▶ DESCRIPTION OF THE TASK
Starting at the top of the data and ending with the line that holds "TRACE_ID.scope(trace_id, fut).await", transcribe each line exactly; include both ends.

(Records contained in a dataset)
━━━━━━━━━━━━━━━━

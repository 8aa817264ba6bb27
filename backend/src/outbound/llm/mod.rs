//! Language model adapters.

mod llama_cpp;

pub use llama_cpp::{LlamaCppModel, check_model_file};
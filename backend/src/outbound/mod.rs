//! Outbound adapters: PostgreSQL repositories in [`persistence`] and the
//! llama.cpp runner client in [`llm`].
//!
//! Adapters translate rows and wire formats into domain types. Create-or-find
//! decisions stay in the domain services.

pub mod llm;
pub mod persistence;
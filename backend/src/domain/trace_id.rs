//! Correlation identifier carried by every request.
//!
//! The active [`TraceId`] lives in Tokio task-local storage for the duration
//! of a request, which is how [`crate::domain::Error`] picks it up without
//! the id being threaded through handlers. Task-locals do not follow
//! `tokio::spawn` or `spawn_blocking`; wrap such work in [`TraceId::scope`].

use std::fmt;
use std::future::Future;
use std::str::FromStr;

use tokio::task_local;
use uuid::Uuid;

/// Header used both to accept a caller's identifier and to echo the active one.
pub const TRACE_ID_HEADER: &str = "trace-id";

task_local! {
    static TRACE_ID: TraceId;
}

/// UUID naming one request in logs, response headers and error bodies.
///
/// # Examples
/// ```
/// use travel_backend::TraceId;
///
/// let id: TraceId = "6f1c2d9e-8a4b-4c3d-9e2f-1a2b3c4d5e6f".parse().expect("uuid");
/// assert_eq!(id.to_string(), "6f1c2d9e-8a4b-4c3d-9e2f-1a2b3c4d5e6f");
/// ```
#[derive(Debug, Clone, Copy, PartialEq, Eq, Hash)]
pub struct TraceId(Uuid);

impl TraceId {
    pub(crate) fn generate() -> Self {
        Self(Uuid::new_v4())
    }

    /// Reuse a caller-supplied header value when it is a UUID, otherwise mint
    /// a fresh identifier.
    pub(crate) fn from_header_or_generate(value: Option<&str>) -> Self {
        value
            .and_then(|raw| raw.trim().parse().ok())
            .unwrap_or_else(Self::generate)
    }

    /// Identifier of the request being served, if any.
    #[must_use]
    pub fn current() -> Option<Self> {
        TRACE_ID.try_with(|id| *id).ok()
    }

    /// Run `fut` with `trace_id` as the current identifier.
    pub async fn scope<Fut: Future>(trace_id: Self, fut: Fut) -> Fut::Output {
        TRACE_ID.scope(trace_id, fut).await
    }
}

impl fmt::Display for TraceId {
    fn fmt(&self, f: &mut fmt::Formatter<'_>) -> fmt::Result {
        self.0.hyphenated().fmt(f)
    }
}

impl FromStr for TraceId {
    type Err = uuid::Error;

    fn from_str(s: &str) -> Result<Self, Self::Err> {
        Uuid::parse_str(s).map(Self)
    }
}

#[cfg(test)]
mod tests {
    use super::*;
    use rstest::rstest;

    #[tokio::test]
    async fn scope_sets_current_and_restores_none() {
        let id = TraceId::generate();
        assert_eq!(
            TraceId::scope(id, async { TraceId::current() }).await,
            Some(id)
        );
        assert_eq!(TraceId::current(), None);
    }

    #[rstest]
    #[case(Some("00000000-0000-0000-0000-000000000000"), true)]
    #[case(Some(" 00000000-0000-0000-0000-000000000000 "), true)]
    #[case(Some("not-a-uuid"), false)]
    #[case(None, false)]
    fn header_values_are_reused_only_when_valid(
        #[case] header: Option<&str>,
        #[case] reused: bool,
    ) {
        let id = TraceId::from_header_or_generate(header);
        assert_eq!(id == TraceId(Uuid::nil()), reused);
    }
}
//! HTTP inbound adapter exposing REST endpoints.

pub mod chat;
pub mod error;
pub mod health;
pub mod histories;
pub mod pois;
pub mod schemas;
pub mod searches;
pub mod state;
#[cfg(test)]
pub mod test_utils;
pub mod tickets;
pub mod trips;
pub mod users;
pub mod validation;

use actix_web::{Scope, web};

pub use error::ApiResult;

/// Every resource route under `/api`.
///
/// `/pois/lookup` is registered ahead of `/pois/{id}` so the literal segment
/// wins.
pub fn api_scope() -> Scope {
    web::scope("/api")
        .service(users::list_users)
        .service(users::get_user)
        .service(users::create_user)
        .service(users::update_user)
        .service(users::delete_user)
        .service(pois::list_pois)
        .service(pois::lookup_poi)
        .service(pois::get_poi)
        .service(pois::create_poi)
        .service(pois::update_poi)
        .service(pois::delete_poi)
        .service(tickets::list_tickets)
        .service(tickets::get_ticket)
        .service(tickets::create_ticket)
        .service(tickets::update_ticket)
        .service(tickets::delete_ticket)
        .service(trips::list_trips)
        .service(trips::get_trip)
        .service(trips::create_trip)
        .service(trips::update_trip)
        .service(trips::delete_trip)
        .service(searches::list_searches)
        .service(searches::get_search)
        .service(searches::create_search)
        .service(searches::update_search)
        .service(searches::delete_search)
        .service(histories::list_histories)
        .service(histories::get_history)
        .service(histories::create_history)
        .service(histories::update_history)
        .service(histories::delete_history)
        .service(chat::chat)
}
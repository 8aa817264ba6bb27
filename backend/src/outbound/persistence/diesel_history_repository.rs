//! PostgreSQL-backed `HistoryRepository` implementation using Diesel ORM.
//!
//! Rows are read joined to their user and ticket. The
//! `histories_user_id_ticket_id_key` constraint is reported as
//! [`RepositoryError::UniqueViolation`]; reconciliation belongs to the caller.

use async_trait::async_trait;
use diesel::prelude::*;
use diesel_async::{AsyncPgConnection, RunQueryDsl};

use crate::domain::ports::{HistoryRepository, RepositoryError};
use crate::domain::{History, HistoryChanges, HistoryId, NewHistory, TicketId, UserId};

use super::diesel_error_mapping::{map_diesel_error, map_pool_error};
use super::diesel_ticket_repository::row_to_ticket;
use super::diesel_user_repository::row_to_user;
use super::models::{HistoryRow, HistoryUpdate, NewHistoryRow, TicketRow, UserRow};
use super::pool::DbPool;
use super::schema::{histories, tickets, users};

type JoinedRow = (HistoryRow, UserRow, TicketRow);

/// Diesel-backed implementation of the [`HistoryRepository`] port.
#[derive(Clone)]
pub struct DieselHistoryRepository {
    pool: DbPool,
}

impl DieselHistoryRepository {
    /// Create a new repository with the given connection pool.
    pub fn new(pool: DbPool) -> Self {
        Self { pool }
    }
}

fn joined_to_history((history, user, ticket): JoinedRow) -> Result<History, RepositoryError> {
    Ok(History {
        id: HistoryId::new(history.id),
        user: row_to_user(user)?,
        ticket: row_to_ticket(ticket),
        purchase_date: history.purchase_date,
    })
}

async fn load_by_id(conn: &mut AsyncPgConnection, id: i64) -> QueryResult<Option<JoinedRow>> {
    histories::table
        .inner_join(users::table)
        .inner_join(tickets::table)
        .filter(histories::id.eq(id))
        .select((
            HistoryRow::as_select(),
            UserRow::as_select(),
            TicketRow::as_select(),
        ))
        .first(conn)
        .await
        .optional()
}

async fn load_hydrated(
    conn: &mut AsyncPgConnection,
    id: i64,
) -> Result<Option<History>, RepositoryError> {
    load_by_id(conn, id)
        .await
        .map_err(map_diesel_error)?
        .map(joined_to_history)
        .transpose()
}

#[async_trait]
impl HistoryRepository for DieselHistoryRepository {
    async fn list(&self) -> Result<Vec<History>, RepositoryError> {
        let mut conn = self.pool.get().await.map_err(map_pool_error)?;

        let rows: Vec<JoinedRow> = histories::table
            .inner_join(users::table)
            .inner_join(tickets::table)
            .order(histories::id.asc())
            .select((
                HistoryRow::as_select(),
                UserRow::as_select(),
                TicketRow::as_select(),
            ))
            .load(&mut conn)
            .await
            .map_err(map_diesel_error)?;

        rows.into_iter().map(joined_to_history).collect()
    }

    async fn find_by_id(&self, id: HistoryId) -> Result<Option<History>, RepositoryError> {
        let mut conn = self.pool.get().await.map_err(map_pool_error)?;
        load_hydrated(&mut conn, id.get()).await
    }

    async fn find_by_user_and_ticket(
        &self,
        user_id: UserId,
        ticket_id: TicketId,
    ) -> Result<Option<History>, RepositoryError> {
        let mut conn = self.pool.get().await.map_err(map_pool_error)?;

        let row: Option<JoinedRow> = histories::table
            .inner_join(users::table)
            .inner_join(tickets::table)
            .filter(histories::user_id.eq(user_id.get()))
            .filter(histories::ticket_id.eq(ticket_id.get()))
            .select((
                HistoryRow::as_select(),
                UserRow::as_select(),
                TicketRow::as_select(),
            ))
            .first(&mut conn)
            .await
            .optional()
            .map_err(map_diesel_error)?;

        row.map(joined_to_history).transpose()
    }

    async fn insert(&self, history: &NewHistory) -> Result<History, RepositoryError> {
        let mut conn = self.pool.get().await.map_err(map_pool_error)?;

        let row = NewHistoryRow {
            user_id: history.user_id.get(),
            ticket_id: history.ticket_id.get(),
            purchase_date: history.purchase_date,
        };
        let id: i64 = diesel::insert_into(histories::table)
            .values(&row)
            .returning(histories::id)
            .get_result(&mut conn)
            .await
            .map_err(map_diesel_error)?;

        load_hydrated(&mut conn, id)
            .await?
            .ok_or_else(|| RepositoryError::query("inserted history row vanished"))
    }

    async fn update(
        &self,
        id: HistoryId,
        changes: &HistoryChanges,
    ) -> Result<Option<History>, RepositoryError> {
        let mut conn = self.pool.get().await.map_err(map_pool_error)?;

        if changes.is_empty() {
            return load_hydrated(&mut conn, id.get()).await;
        }

        let update = HistoryUpdate {
            user_id: changes.user_id.map(UserId::get),
            ticket_id: changes.ticket_id.map(TicketId::get),
            purchase_date: changes.purchase_date,
        };
        let updated = diesel::update(histories::table.find(id.get()))
            .set(&update)
            .execute(&mut conn)
            .await
            .map_err(map_diesel_error)?;
        if updated == 0 {
            return Ok(None);
        }

        load_hydrated(&mut conn, id.get()).await
    }

    async fn delete(&self, id: HistoryId) -> Result<bool, RepositoryError> {
        let mut conn = self.pool.get().await.map_err(map_pool_error)?;

        let deleted = diesel::delete(histories::table.find(id.get()))
            .execute(&mut conn)
            .await
            .map_err(map_diesel_error)?;

        Ok(deleted > 0)
    }
}
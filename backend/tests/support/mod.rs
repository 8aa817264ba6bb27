//! Shared helpers for integration tests that need PostgreSQL.
//!
//! Suites read `TEST_DATABASE_URL`. When it is unset they print a
//! `SKIP-TEST-DATABASE` marker and return early, so `cargo test` stays green
//! on machines without a database. Rows are namespaced with a fresh UUID so
//! suites can share one database.

use travel_backend::outbound::persistence::{DbPool, PoolConfig, apply_migrations};
use uuid::Uuid;

/// Variable naming the database integration tests run against.
pub const TEST_DATABASE_URL: &str = "TEST_DATABASE_URL";

/// Migrated pool for `TEST_DATABASE_URL`, or `None` after printing a skip
/// marker when the variable is unset.
pub async fn migrated_pool() -> Option<DbPool> {
    let Ok(url) = std::env::var(TEST_DATABASE_URL) else {
        eprintln!("SKIP-TEST-DATABASE: {TEST_DATABASE_URL} is not set");
        return None;
    };
    apply_migrations(url.clone())
        .await
        .unwrap_or_else(|err| panic!("migrations failed against {TEST_DATABASE_URL}: {err}"));
    let pool = DbPool::new(PoolConfig::new(url).with_max_size(4))
        .await
        .unwrap_or_else(|err| panic!("pool failed to build: {err}"));
    Some(pool)
}

/// Name unique to one test run.
pub fn unique(prefix: &str) -> String {
    format!("{prefix} {}", Uuid::new_v4().simple())
}
//! Integration tests for the Diesel repositories against PostgreSQL.
//!
//! Skipped unless `TEST_DATABASE_URL` is set; see `support/mod.rs`.

mod support;

use rstest::rstest;
use travel_backend::domain::ports::{
    HistoryRepository, PoiRepository, RepositoryError, TicketRepository, UserRepository,
};
use travel_backend::domain::{
    NewHistory, Poi, PoiDraft, PoiImageDraft, PoiLookupKey, Pseudo, Ticket, TicketDraft,
    UserDraft,
};
use travel_backend::outbound::persistence::{
    DbPool, DieselHistoryRepository, DieselPoiRepository, DieselTicketRepository,
    DieselUserRepository,
};

use support::{migrated_pool, unique};

fn poi_draft(name: &str, location: Option<&str>) -> PoiDraft {
    PoiDraft::new(
        name,
        Some("Integration fixture".to_owned()),
        location.map(str::to_owned),
        None,
        vec![PoiImageDraft {
            image_url: Some("https://img.example/cover.jpg".to_owned()),
            embedding: Some(vec![0, 1, 2, 255]),
        }],
    )
    .expect("valid poi draft")
}

async fn seed_ticket(pool: &DbPool) -> (Poi, Ticket) {
    let pois = DieselPoiRepository::new(pool.clone());
    let tickets = DieselTicketRepository::new(pool.clone());
    let poi = pois
        .insert(&poi_draft(&unique("Ticketed"), Some("Lyon")))
        .await
        .expect("insert poi");
    let ticket = tickets
        .insert(&TicketDraft::new(poi.id, 42.5, Some("Train".to_owned())).expect("valid ticket"))
        .await
        .expect("insert ticket");
    (poi, ticket)
}

#[rstest]
#[tokio::test]
async fn user_round_trips_through_crud() {
    let Some(pool) = migrated_pool().await else {
        return;
    };
    let users = DieselUserRepository::new(pool);
    let draft = UserDraft {
        pseudo: Pseudo::new(unique("wanderer")).expect("valid pseudo"),
    };

    let created = users.insert(&draft).await.expect("insert user");
    assert_eq!(created.pseudo, draft.pseudo);
    assert_eq!(
        users.find_by_id(created.id).await.expect("find user"),
        Some(created.clone())
    );

    let renamed = UserDraft {
        pseudo: Pseudo::new(unique("nomad")).expect("valid pseudo"),
    };
    let updated = users
        .update(created.id, &renamed)
        .await
        .expect("update user")
        .expect("user exists");
    assert_eq!(updated.pseudo, renamed.pseudo);

    assert!(users.delete(created.id).await.expect("delete user"));
    assert!(!users.delete(created.id).await.expect("second delete"));
    assert_eq!(users.find_by_id(created.id).await.expect("find"), None);
}

#[rstest]
#[tokio::test]
async fn poi_lookup_ignores_case_and_keeps_images() {
    let Some(pool) = migrated_pool().await else {
        return;
    };
    let pois = DieselPoiRepository::new(pool);
    let name = unique("Musee");
    let created = pois
        .insert(&poi_draft(&name, Some("Paris")))
        .await
        .expect("insert poi");
    assert_eq!(created.images.len(), 1);
    assert_eq!(created.images[0].embedding.as_deref(), Some(&[0, 1, 2, 255][..]));

    let key = PoiLookupKey::new(&name.to_uppercase(), Some("PARIS")).expect("valid key");
    let found = pois
        .find_by_name_and_location(&key)
        .await
        .expect("lookup")
        .expect("poi matches");
    assert_eq!(found.id, created.id);

    let duplicate = pois.insert(&poi_draft(&name.to_lowercase(), Some("paris"))).await;
    assert!(matches!(duplicate, Err(RepositoryError::UniqueViolation { .. })));

    let replaced = pois
        .update(
            created.id,
            &PoiDraft::new(&name, None, Some("Paris".to_owned()), None, Vec::new())
                .expect("valid draft"),
        )
        .await
        .expect("update")
        .expect("poi exists");
    assert!(replaced.images.is_empty());
    assert_eq!(replaced.description, None);
}

#[rstest]
#[tokio::test]
async fn non_ascii_poi_is_found_by_its_own_spelling() {
    let Some(pool) = migrated_pool().await else {
        return;
    };
    let pois = DieselPoiRepository::new(pool);
    let name = unique("Île de la Cité");
    let created = pois
        .insert(&poi_draft(&name, Some("Région Île-de-France")))
        .await
        .expect("insert poi");

    let key = PoiLookupKey::new(&name, Some("Région Île-de-France")).expect("valid key");
    let found = pois
        .find_by_name_and_location(&key)
        .await
        .expect("lookup")
        .expect("poi matches");
    assert_eq!(found.id, created.id);

    let duplicate = pois
        .insert(&poi_draft(&name, Some("Région Île-de-France")))
        .await;
    assert!(matches!(duplicate, Err(RepositoryError::UniqueViolation { .. })));
}

#[rstest]
#[tokio::test]
async fn poi_referenced_by_ticket_cannot_be_deleted() {
    let Some(pool) = migrated_pool().await else {
        return;
    };
    let (poi, ticket) = seed_ticket(&pool).await;
    let pois = DieselPoiRepository::new(pool.clone());
    let tickets = DieselTicketRepository::new(pool);

    let blocked = pois.delete(poi.id).await;
    assert!(matches!(blocked, Err(RepositoryError::ForeignKey { .. })));

    assert!(tickets.delete(ticket.id).await.expect("delete ticket"));
    assert!(pois.delete(poi.id).await.expect("delete poi"));
}

#[rstest]
#[tokio::test]
async fn history_pair_is_unique_and_joins_user_and_ticket() {
    let Some(pool) = migrated_pool().await else {
        return;
    };
    let (_, ticket) = seed_ticket(&pool).await;
    let user = DieselUserRepository::new(pool.clone())
        .insert(&UserDraft {
            pseudo: Pseudo::new(unique("buyer")).expect("valid pseudo"),
        })
        .await
        .expect("insert user");
    let histories = DieselHistoryRepository::new(pool);
    let purchase = NewHistory {
        user_id: user.id,
        ticket_id: ticket.id,
        purchase_date: chrono::DateTime::parse_from_rfc3339("2025-05-01T09:30:00Z")
            .expect("valid timestamp")
            .with_timezone(&chrono::Utc),
    };

    let created = histories.insert(&purchase).await.expect("insert history");
    assert_eq!(created.user, user);
    assert_eq!(created.ticket.id, ticket.id);

    let again = histories.insert(&purchase).await;
    assert!(matches!(again, Err(RepositoryError::UniqueViolation { .. })));

    let found = histories
        .find_by_user_and_ticket(user.id, ticket.id)
        .await
        .expect("lookup")
        .expect("history exists");
    assert_eq!(found.id, created.id);
}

━━━━━━━━━━━━━━━━

▶ EXERCISE RESPONSE
repository 8aa817264ba6bb27
filename backend/src/outbound/llm/mod.rs
//! Language model adapters.

mod llama_cpp;

pub use llama_cpp::{LlamaCppModel, check_model_file};
filename backend/src/outbound/mod.rs
//! Outbound adapters: PostgreSQL repositories in [`persistence`] and the
//! llama.cpp runner client in [`llm`].
//!
//! Adapters translate rows and wire formats into domain types. Create-or-find
//! decisions stay in the domain services.

pub mod llm;
pub mod persistence;
filename backend/src/domain/trace_id.rs
//! Correlation identifier carried by every request.
//!
//! The active [`TraceId`] lives in Tokio task-local storage for the duration
//! of a request, which is how [`crate::domain::Error`] picks it up without
//! the id being threaded through handlers. Task-locals do not follow
//! `tokio::spawn` or `spawn_blocking`; wrap such work in [`TraceId::scope`].

use std::fmt;
use std::future::Future;
use std::str::FromStr;

use tokio::task_local;
use uuid::Uuid;

/// Header used both to accept a caller's identifier and to echo the active one.
pub const TRACE_ID_HEADER: &str = "trace-id";

task_local! {
    static TRACE_ID: TraceId;
}

/// UUID naming one request in logs, response headers and error bodies.
///
/// # Examples
/// ```
/// use travel_backend::TraceId;
///
/// let id: TraceId = "6f1c2d9e-8a4b-4c3d-9e2f-1a2b3c4d5e6f".parse().expect("uuid");
/// assert_eq!(id.to_string(), "6f1c2d9e-8a4b-4c3d-9e2f-1a2b3c4d5e6f");
/// ```
#[derive(Debug, Clone, Copy, PartialEq, Eq, Hash)]
pub struct TraceId(Uuid);

impl TraceId {
    pub(crate) fn generate() -> Self {
        Self(Uuid::new_v4())
    }

    /// Reuse a caller-supplied header value when it is a UUID, otherwise mint
    /// a fresh identifier.
    pub(crate) fn from_header_or_generate(value: Option<&str>) -> Self {
        value
            .and_then(|raw| raw.trim().parse().ok())
            .unwrap_or_else(Self::generate)
    }

    /// Identifier of the request being served, if any.
    #[must_use]
    pub fn current() -> Option<Self> {
        TRACE_ID.try_with(|id| *id).ok()
    }

    /// Run `fut` with `trace_id` as the current identifier.
    pub async fn scope<Fut: Future>(trace_id: Self, fut: Fut) -> Fut::Output {
        TRACE_ID.scope(trace_id, fut).await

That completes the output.